## Source records
◇ ◇ ◇ ◇ ◇
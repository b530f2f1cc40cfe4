// src/models/mod.rs

pub mod post;
pub mod user;
// src/error.rs

use axum::{
    Json,
    http::StatusCode,
    response::{IntoResponse, Response},
};
use serde_json::json;
use std::fmt;

/// Global Application Error Enum.
/// Centralizes error handling and mapping to HTTP responses.
#[derive(Debug)]
pub enum AppError {
    // 500 Internal Server Error
    InternalServerError(String),

    // 400 Bad Request
    BadRequest(String),

    // 401 Unauthorized
    AuthError(String),

    // 404 Not Found
    NotFound(String),

    // 405 Method Not Allowed (mutations addressed to the whole collection)
    MethodNotAllowed(String),

    // 400, error reported by the identity provider on the callback
    Provider { error: String, description: String },

    // 502 Bad Gateway, identity provider unreachable or rejected the exchange
    Upstream(String),
}

impl fmt::Display for AppError {
    fn fmt(&self, f: &mut fmt::Formatter<'_>) -> fmt::Result {
        write!(f, "{:?}", self)
    }
}

impl std::error::Error for AppError {}

/// Implements `IntoResponse` for `AppError`.
/// Converts the error into a JSON response with appropriate HTTP status code.
impl IntoResponse for AppError {
    fn into_response(self) -> Response {
        let (status, body) = match self {
            AppError::InternalServerError(msg) => {
                tracing::error!("Internal Server Error: {}", msg);
                (
                    StatusCode::INTERNAL_SERVER_ERROR,
                    json!({ "error": "Internal Server Error" }),
                )
            }
            AppError::BadRequest(msg) => (StatusCode::BAD_REQUEST, json!({ "error": msg })),
            AppError::AuthError(msg) => (StatusCode::UNAUTHORIZED, json!({ "error": msg })),
            AppError::NotFound(msg) => (StatusCode::NOT_FOUND, json!({ "error": msg })),
            AppError::MethodNotAllowed(msg) => {
                (StatusCode::METHOD_NOT_ALLOWED, json!({ "error": msg }))
            }
            AppError::Provider { error, description } => (
                StatusCode::BAD_REQUEST,
                json!({
                    "error": format!("Authentication failed: {}", error),
                    "description": description,
                }),
            ),
            AppError::Upstream(msg) => {
                tracing::warn!("Upstream failure: {}", msg);
                (StatusCode::BAD_GATEWAY, json!({ "error": msg }))
            }
        };

        (status, Json(body)).into_response()
    }
}

/// Converts `sqlx::Error` into `AppError::InternalServerError`.
/// Allows using `?` operator on database queries.
impl From<sqlx::Error> for AppError {
    fn from(err: sqlx::Error) -> Self {
        AppError::InternalServerError(err.to_string())
    }
}

impl From<serde_json::Error> for AppError {
    fn from(err: serde_json::Error) -> Self {
        AppError::BadRequest(err.to_string())
    }
}

impl From<tower_sessions::session::Error> for AppError {
    fn from(err: tower_sessions::session::Error) -> Self {
        AppError::InternalServerError(format!("session store: {}", err))
    }
}

impl From<reqwest::Error> for AppError {
    fn from(err: reqwest::Error) -> Self {
        AppError::Upstream(err.to_string())
    }
}
// src/main.rs

use dotenvy::dotenv;
use social_backend::config::Config;
use social_backend::routes;
use social_backend::state::AppState;
use social_backend::utils::session::{EXPIRED_DELETION_PERIOD, session_store};
use sqlx::sqlite::SqlitePoolOptions;
use std::net::SocketAddr;
use std::time::Duration;
use tower_sessions::ExpiredDeletion;
use tracing_subscriber::{EnvFilter, fmt, layer::SubscriberExt, util::SubscriberInitExt};

#[tokio::main]
async fn main() {
    // Load .env file (if present)
    dotenv().ok();

    // Load configuration from environment
    let config = Config::from_env();

    let file_appender = tracing_appender::rolling::daily("logs", "app.log");
    let (non_blocking, _guard) = tracing_appender::non_blocking(file_appender);
    let env_filter = EnvFilter::new(&config.rust_log);
    let stdout_layer = fmt::layer().with_writer(std::io::stdout).with_target(false);
    let file_layer = fmt::layer().with_writer(non_blocking).with_ansi(false);

    // Initialize Tracing (Logging)
    tracing_subscriber::registry()
        .with(env_filter)
        .with(stdout_layer)
        .with(file_layer)
        .init();

    // Initialize Database Pool with Retry
    let mut retry_count = 0;
    let pool = loop {
        match SqlitePoolOptions::new()
            .max_connections(5)
            .acquire_timeout(Duration::from_secs(3))
            .connect(&config.database_url)
            .await
        {
            Ok(pool) => break pool,
            Err(e) => {
                retry_count += 1;
                if retry_count > 5 {
                    panic!("Failed to connect to database after 5 retries: {}", e);
                }
                tracing::warn!("Database not ready, retrying in 2s... (Attempt {})", retry_count);
                tokio::time::sleep(Duration::from_secs(2)).await;
            }
        }
    };

    tracing::info!("Database connection established");

    // Run Migrations Automatically
    tracing::info!("Running migrations...");
    sqlx::migrate!("./migrations")
        .run(&pool)
        .await
        .expect("Failed to run database migrations");
    tracing::info!("Migrations applied successfully.");

    // Session store shares the pool; expired sessions are purged periodically.
    let sessions = session_store(pool.clone())
        .await
        .expect("Failed to prepare session store");
    tokio::task::spawn(
        sessions
            .clone()
            .continuously_delete_expired(EXPIRED_DELETION_PERIOD),
    );

    // Outbound calls to the identity provider are bounded.
    let http = reqwest::Client::builder()
        .connect_timeout(Duration::from_secs(5))
        .timeout(Duration::from_secs(15))
        .build()
        .expect("Failed to build HTTP client");

    tracing::info!(
        "OAuth client {} redirecting to {}",
        config.oauth.client_id,
        config.oauth.redirect_url
    );

    let addr = SocketAddr::from(([0, 0, 0, 0], config.port));

    // Create AppState
    let state = AppState {
        pool,
        config,
        http,
        sessions,
    };

    // Create the Axum application router
    let app = routes::create_router(state);

    tracing::info!("Listening on {}", addr);

    let listener = tokio::net::TcpListener::bind(addr)
        .await
        .expect("Failed to bind listening address");

    // Start the server
    axum::serve(listener, app).await.expect("Server error");
}
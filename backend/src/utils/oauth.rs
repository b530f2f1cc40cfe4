// src/utils/oauth.rs

//! Client side of the Microsoft authorization-code flow.

use base64::{Engine as _, engine::general_purpose::URL_SAFE_NO_PAD};
use serde::Deserialize;
use serde_json::{Map, Value};
use url::Url;

use crate::{config::OAuthConfig, error::AppError};

/// Random bytes behind each `state` value (256 bits).
const STATE_BYTES: usize = 32;

/// Generates a fresh CSRF `state` token, URL-safe base64 without padding.
pub fn generate_state() -> String {
    let bytes: [u8; STATE_BYTES] = rand::random();
    URL_SAFE_NO_PAD.encode(bytes)
}

/// Builds the provider authorization URL the browser is redirected to.
pub fn authorize_url(config: &OAuthConfig, state: &str) -> Result<Url, AppError> {
    let mut url = Url::parse(&config.auth_url)
        .map_err(|e| AppError::InternalServerError(format!("invalid auth url: {}", e)))?;

    url.query_pairs_mut()
        .append_pair("client_id", &config.client_id)
        .append_pair("redirect_uri", &config.redirect_url)
        .append_pair("response_type", "code")
        .append_pair("scope", &config.scope())
        .append_pair("state", state);

    Ok(url)
}

/// Successful token endpoint response; only the access token is used.
#[derive(Debug, Deserialize)]
pub struct TokenResponse {
    pub access_token: String,
}

/// Error body returned by the token endpoint on a 4xx.
#[derive(Debug, Deserialize)]
struct TokenErrorResponse {
    error: String,
    #[serde(default)]
    error_description: String,
}

/// Exchanges an authorization code for an access token. No retries.
pub async fn exchange_code(
    http: &reqwest::Client,
    config: &OAuthConfig,
    code: &str,
) -> Result<TokenResponse, AppError> {
    let scope = config.scope();
    let form = [
        ("grant_type", "authorization_code"),
        ("code", code),
        ("redirect_uri", config.redirect_url.as_str()),
        ("client_id", config.client_id.as_str()),
        ("client_secret", config.client_secret.as_str()),
        ("scope", scope.as_str()),
    ];

    let response = http
        .post(&config.token_url)
        .form(&form)
        .send()
        .await
        .map_err(|e| AppError::Upstream(format!("Failed to exchange token: {}", e)))?;

    let status = response.status();
    if !status.is_success() {
        let detail = match response.json::<TokenErrorResponse>().await {
            Ok(body) if body.error_description.is_empty() => body.error,
            Ok(body) => format!("{}: {}", body.error, body.error_description),
            Err(_) => status.to_string(),
        };
        return Err(AppError::Upstream(format!(
            "Failed to exchange token: {}",
            detail
        )));
    }

    response
        .json::<TokenResponse>()
        .await
        .map_err(|e| AppError::Upstream(format!("Failed to exchange token: {}", e)))
}

/// Calls the profile endpoint with the access token.
///
/// Transport failures and non-2xx statuses are returned as `Err`; the body is
/// not read here.
pub async fn request_profile(
    http: &reqwest::Client,
    config: &OAuthConfig,
    access_token: &str,
) -> Result<reqwest::Response, reqwest::Error> {
    http.get(&config.profile_url)
        .bearer_auth(access_token)
        .send()
        .await?
        .error_for_status()
}

/// Reads a profile response body as a JSON object.
pub async fn read_profile(response: reqwest::Response) -> Result<Map<String, Value>, AppError> {
    let bytes = response
        .bytes()
        .await
        .map_err(|e| AppError::InternalServerError(format!("Failed to read user data: {}", e)))?;

    serde_json::from_slice(&bytes)
        .map_err(|e| AppError::InternalServerError(format!("Failed to parse user data: {}", e)))
}
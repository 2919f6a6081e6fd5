//! Edge router for a prebuilt single-page application.
//!
//! Each request is classified against an ordered route table: API paths go
//! to dynamic handlers with CORS applied, static paths are served from the
//! asset root, and everything else receives the SPA entry document.

pub mod api;
pub mod config;
pub mod error;
pub mod handler;
pub mod http;
pub mod logger;
pub mod routing;
pub mod server;

pub use api::{ApiContext, ApiDispatch, ApiHandler, ApiRequest};
pub use config::{Config, ConfigError};
pub use error::RouterError;
pub use handler::EdgeRouter;
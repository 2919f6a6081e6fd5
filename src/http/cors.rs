//! Cross-origin policy for the API surface
//!
//! Mirrors the permissive middleware the bundle was built against: every
//! origin by default, a fixed method list, request headers echoed back on
//! preflight when no explicit list is configured.

use http_body_util::Full;
use hyper::body::Bytes;
use hyper::header::{
    HeaderMap, HeaderValue, ACCESS_CONTROL_ALLOW_CREDENTIALS, ACCESS_CONTROL_ALLOW_HEADERS,
    ACCESS_CONTROL_ALLOW_METHODS, ACCESS_CONTROL_ALLOW_ORIGIN, ACCESS_CONTROL_EXPOSE_HEADERS,
    ACCESS_CONTROL_MAX_AGE, ACCESS_CONTROL_REQUEST_HEADERS, ORIGIN,
    VARY,
};
use hyper::{Response, StatusCode};

use crate::config::{ConfigError, CorsConfig};

/// Compiled CORS policy, built once from `CorsConfig`
#[derive(Debug, Clone)]
pub struct CorsPolicy {
    /// Empty means any origin
    origins: Vec<HeaderValue>,
    allow_methods: HeaderValue,
    allow_headers: Option<HeaderValue>,
    expose_headers: Option<HeaderValue>,
    allow_credentials: bool,
    max_age: Option<HeaderValue>,
}

impl CorsPolicy {
    /// `None` when the policy is disabled
    pub fn from_config(config: &CorsConfig) -> Result<Option<Self>, ConfigError> {
        if !config.enabled {
            return Ok(None);
        }
        let any_origin = config.allow_origins.iter().any(|o| o == "*");
        let origins = if any_origin {
            Vec::new()
        } else {
            config
                .allow_origins
                .iter()
                .map(|o| header_value(o))
                .collect::<Result<_, _>>()?
        };

        Ok(Some(Self {
            origins,
            allow_methods: header_value(&config.allow_methods.join(","))?,
            allow_headers: joined(&config.allow_headers)?,
            expose_headers: joined(&config.expose_headers)?,
            allow_credentials: config.allow_credentials,
            max_age: config.max_age.map(HeaderValue::from),
        }))
    }

    /// Origin value to send back for a request
    ///
    /// A fixed origin list answers with the request origin when listed and
    /// with the first configured origin otherwise, so the header is always
    /// present.
    fn allow_origin(&self, request_origin: Option<&HeaderValue>) -> HeaderValue {
        let Some(first) = self.origins.first() else {
            return HeaderValue::from_static("*");
        };
        request_origin
            .filter(|origin| self.origins.contains(*origin))
            .unwrap_or(first)
            .clone()
    }

    /// Attach the policy headers to any API response
    pub fn apply<B>(&self, response: &mut Response<B>, request_headers: &HeaderMap) {
        let origin = self.allow_origin(request_headers.get(ORIGIN));
        let headers = response.headers_mut();
        headers.insert(ACCESS_CONTROL_ALLOW_ORIGIN, origin);
        if !self.origins.is_empty() {
            headers.append(VARY, HeaderValue::from_static("Origin"));
        }
        if self.allow_credentials {
            headers.insert(
                ACCESS_CONTROL_ALLOW_CREDENTIALS,
                HeaderValue::from_static("true"),
            );
        }
        if let Some(expose) = &self.expose_headers {
            headers.insert(ACCESS_CONTROL_EXPOSE_HEADERS, expose.clone());
        }
    }

    /// 204 answer to any OPTIONS on the API; `apply` still has to run on it
    pub fn preflight(&self, request_headers: &HeaderMap) -> Response<Full<Bytes>> {
        let mut response = Response::new(Full::new(Bytes::new()));
        *response.status_mut() = StatusCode::NO_CONTENT;
        let headers = response.headers_mut();

        headers.insert(ACCESS_CONTROL_ALLOW_METHODS, self.allow_methods.clone());
        if let Some(max_age) = &self.max_age {
            headers.insert(ACCESS_CONTROL_MAX_AGE, max_age.clone());
        }
        match &self.allow_headers {
            Some(allowed) => {
                headers.insert(ACCESS_CONTROL_ALLOW_HEADERS, allowed.clone());
            }
            None => {
                if let Some(requested) = request_headers.get(ACCESS_CONTROL_REQUEST_HEADERS) {
                    headers.insert(ACCESS_CONTROL_ALLOW_HEADERS, requested.clone());
                    headers.append(
                        VARY,
                        HeaderValue::from_static("Access-Control-Request-Headers"),
                    );
                }
            }
        }
        response
    }
}

fn header_value(value: &str) -> Result<HeaderValue, ConfigError> {
    HeaderValue::from_str(value)
        .map_err(|_| ConfigError::InvalidCors(format!("invalid header value '{value}'")))
}

fn joined(values: &[String]) -> Result<Option<HeaderValue>, ConfigError> {
    if values.is_empty() {
        return Ok(None);
    }
    header_value(&values.join(",")).map(Some)
}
◇ ◇ ◇ ◇ ◇
## Exercise
Output exactly the span of lines beginning at the first line of the records and ending at the line that holds "500 Internal Server Error", inclusive, with no other text.

## Your response
repository b530f2f1cc40cfe4
// src/models/mod.rs

pub mod post;
pub mod user;
// src/error.rs

use axum::{
    Json,
    http::StatusCode,
    response::{IntoResponse, Response},
};
use serde_json::json;
use std::fmt;

/// Global Application Error Enum.
/// Centralizes error handling and mapping to HTTP responses.
#[derive(Debug)]
pub enum AppError {
    // 500 Internal Server Error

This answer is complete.